[DanL]

I have been a little remiss in posting updates except as part of other threads, so I thought that I would send out my progress report and see how other people who have gone through transplant in the last couple of years are doing.

At day +483, I have the good news of being able to say that I am still making progress. The biopsy that we completed in late May came back clear of blast cells, mds cells, abnormal clones, etc. This represents 6 months of good biopsies since we detected some relapse back in August of 2014. To get there, I went through 6 cycles of Vidaza to help along the new system.

I have been working with mild-chronic GVHD and have been on steroids, tacrolimus, photopheresis, IVIG, and a few cycles of Rituxan. I still have cGVHD and it flares from time to time, but overall has been pretty manageable. Primary impacted areas are my skin - i have two red zones - my head and arms - and then some recurring folliculitis, my mouth and GI tract, which we control with dexamethasone and budesonide as needed, and then my eyes, which we treat with some really expensive eye drops a couple of days a week.

Some of the other issues that have popped up include acquiring drug-induced type 2 diabetes that I am finally getting control of, edema in the feet and lower legs, some neuropathy which is resolving, and the one that we are working on currently - avascular necrosis of the hips. The avascular necrosis is not new - i had a bout with it back in 2010 where the pain subsided, but between the chemo and steroids, it was bound to come back.

The plan - I have been doing some pain management for the avascular necrosis for the past 4 months, but my left side does continue to deteriorate, so I am electing to go in for hip replacement sometime in the next month, pending doctor approval of course.

I think that one of the questions that comes up for me and for others is - what are your blood counts - is everything normal?
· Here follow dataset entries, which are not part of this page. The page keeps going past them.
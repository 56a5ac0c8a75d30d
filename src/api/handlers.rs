use axum::{
    extract::{Path, Query, State},
    http::StatusCode,
    response::Json,
    Json as RequestJson,
};
use serde::{Deserialize, Serialize};
use std::sync::Arc;

use crate::config::ConsoleConfig;
use crate::logic::{ErrorKind, NormalizedError};
use crate::model::Record;
use crate::pages::{self, DeleteOutcome, PageConfig, PageListing, PageView, Toast};
use crate::store::RemoteStore;

/// Shared by every request: the store handle and console settings
pub struct ConsoleState {
    pub store: Arc<dyn RemoteStore>,
    pub settings: ConsoleConfig,
}

impl ConsoleState {
    pub fn new(store: Arc<dyn RemoteStore>, settings: ConsoleConfig) -> Self {
        Self { store, settings }
    }

    fn view(&self, config: &'static PageConfig) -> PageView {
        PageView::new(
            config,
            self.store.clone(),
            self.settings.page_size,
            std::time::Duration::from_millis(self.settings.search_debounce_ms),
        )
    }
}

pub type AppState = Arc<ConsoleState>;

type ApiResult<T> = Result<T, (StatusCode, Json<ErrorResponse>)>;

/// Simple health check endpoint
#[derive(Debug, Serialize)]
pub struct HealthResponse {
    pub status: String,
    pub backend: String,
    pub timestamp: String,
}

pub async fn health_check(State(state): State<AppState>) -> Json<HealthResponse> {
    Json(HealthResponse {
        status: "healthy".to_string(),
        backend: state.store.backend().to_string(),
        timestamp: chrono::Utc::now().to_rfc3339(),
    })
}

/// `?page=2&search=kho`
#[derive(Debug, Default, Deserialize)]
pub struct ListQuery {
    pub page: Option<usize>,
    pub search: Option<String>,
}

#[derive(Debug, Serialize)]
pub struct ListResponse<T> {
    pub items: Vec<T>,
    pub total: usize,
}

#[derive(Debug, Serialize)]
pub struct ErrorResponse {
    pub error: String,
}

impl ErrorResponse {
    pub fn new(message: &str) -> Self {
        Self {
            error: message.to_string(),
        }
    }
}

/// A successful write with the stored row and the toast to show
#[derive(Debug, Serialize)]
pub struct MutationResponse {
    pub row: Record,
    pub toast: Toast,
}

pub fn status_for(kind: ErrorKind) -> StatusCode {
    match kind {
        ErrorKind::UniqueViolation | ErrorKind::ForeignKeyViolation => StatusCode::CONFLICT,
        ErrorKind::NotFound => StatusCode::NOT_FOUND,
        ErrorKind::Forbidden => StatusCode::FORBIDDEN,
        ErrorKind::Transport => StatusCode::BAD_GATEWAY,
        ErrorKind::InvalidQuery | ErrorKind::Rejected => StatusCode::BAD_REQUEST,
    }
}

fn failure(err: NormalizedError) -> (StatusCode, Json<ErrorResponse>) {
    (status_for(err.kind), Json(ErrorResponse::new(&err.message)))
}

fn find_page(slug: &str) -> ApiResult<&'static PageConfig> {
    pages::page(slug).ok_or_else(|| {
        (
            StatusCode::NOT_FOUND,
            Json(ErrorResponse::new(&format!("Không tìm thấy trang '{}'.", slug))),
        )
    })
}

/// Catalog entry: the page's UI fields plus its delete confirmation text
#[derive(Debug, Serialize)]
pub struct PageSummary {
    #[serde(flatten)]
    pub page: &'static PageConfig,
    pub delete_prompt: String,
}

pub async fn list_pages() -> Json<ListResponse<PageSummary>> {
    let items: Vec<PageSummary> = pages::PAGES
        .iter()
        .map(|page| PageSummary {
            page,
            delete_prompt: page.delete_prompt(),
        })
        .collect();
    Json(ListResponse {
        total: items.len(),
        items,
    })
}

pub async fn get_page(
    State(state): State<AppState>,
    Path(slug): Path<String>,
    Query(query): Query<ListQuery>,
) -> ApiResult<Json<PageListing>> {
    let config = find_page(&slug)?;
    let view = state.view(config);

    let listing = view
        .open(query.page.unwrap_or(1), query.search.as_deref().unwrap_or(""))
        .await;
    if let Some(error) = &listing.error {
        return Err((StatusCode::BAD_GATEWAY, Json(ErrorResponse::new(error))));
    }
    Ok(Json(listing))
}

pub async fn create_row(
    State(state): State<AppState>,
    Path(slug): Path<String>,
    RequestJson(record): RequestJson<Record>,
) -> ApiResult<(StatusCode, Json<MutationResponse>)> {
    let config = find_page(&slug)?;
    let view = state.view(config);

    let row = view
        .writer()
        .insert(config.collection, record)
        .await
        .map_err(failure)?;
    Ok((
        StatusCode::CREATED,
        Json(MutationResponse {
            row,
            toast: Toast::success(format!("Đã thêm {} thành công.", config.entity)),
        }),
    ))
}

pub async fn update_row(
    State(state): State<AppState>,
    Path((slug, id)): Path<(String, String)>,
    RequestJson(record): RequestJson<Record>,
) -> ApiResult<Json<MutationResponse>> {
    let config = find_page(&slug)?;
    let view = state.view(config);

    let row = view
        .writer()
        .update(config.collection, &id, record)
        .await
        .map_err(failure)?;
    Ok(Json(MutationResponse {
        row,
        toast: Toast::success(format!("Đã cập nhật {} thành công.", config.entity)),
    }))
}

/// Delete confirmation flow: load the page the operator is on, delete, and
/// answer with the page to show next
pub async fn delete_row(
    State(state): State<AppState>,
    Path((slug, id)): Path<(String, String)>,
    Query(query): Query<ListQuery>,
) -> ApiResult<Json<DeleteOutcome>> {
    let config = find_page(&slug)?;
    let view = state.view(config);

    let before = view
        .open(query.page.unwrap_or(1), query.search.as_deref().unwrap_or(""))
        .await;
    if let Some(error) = &before.error {
        return Err((StatusCode::BAD_GATEWAY, Json(ErrorResponse::new(error))));
    }

    let outcome = view.confirm_delete(&id).await;
    match outcome.failure {
        Some(kind) => Err((status_for(kind), Json(ErrorResponse::new(&outcome.toast.message)))),
        None => Ok(Json(outcome)),
    }
}

#[cfg(test)]
mod tests {
    use super::*;

    #[test]
    fn test_status_mapping() {
        assert_eq!(status_for(ErrorKind::UniqueViolation), StatusCode::CONFLICT);
        assert_eq!(status_for(ErrorKind::ForeignKeyViolation), StatusCode::CONFLICT);
        assert_eq!(status_for(ErrorKind::NotFound), StatusCode::NOT_FOUND);
        assert_eq!(status_for(ErrorKind::Forbidden), StatusCode::FORBIDDEN);
        assert_eq!(status_for(ErrorKind::Transport), StatusCode::BAD_GATEWAY);
        assert_eq!(status_for(ErrorKind::Rejected), StatusCode::BAD_REQUEST);
    }
}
The answer - they are good enough for a lot of things in life, but they are not normal. Since transplant, I have been very fortunate not to require a single transfusion, no injections of neupogen and have been pretty stable. My hemoglobin hangs out somewhere between 9.9 and 11, white blood cells (Vidaza cycles aside) hang out in the 2500-5000 range generally - I have a lower lymphocyte count due to the Rituxan rounds - that will probably persist for another few months, and my platelets, bane of my existence, have come up to be in the 80k-130k range over the past couple of months - numbers I haven't seen since before diagnosis in 2010.

Again, the purpose of the update is to share some of the experiences that I have been through and the ongoing decision making, complications, changes in plans that seem to happen post-transplant. Every day I am glad that I was fortunate enough to have a donor, to be able to get the transplant, and to be here again today. The complications I have experienced I view as speed bumps. Need to slow down a bit, but there is plenty of open road ahead.

My hope is that anyone experiencing difficulties or doubts through the BMT and post-BMT process stays positive, encouraged, strengthened, and empowered by every day that they beat MDS or any of the other blood disorders.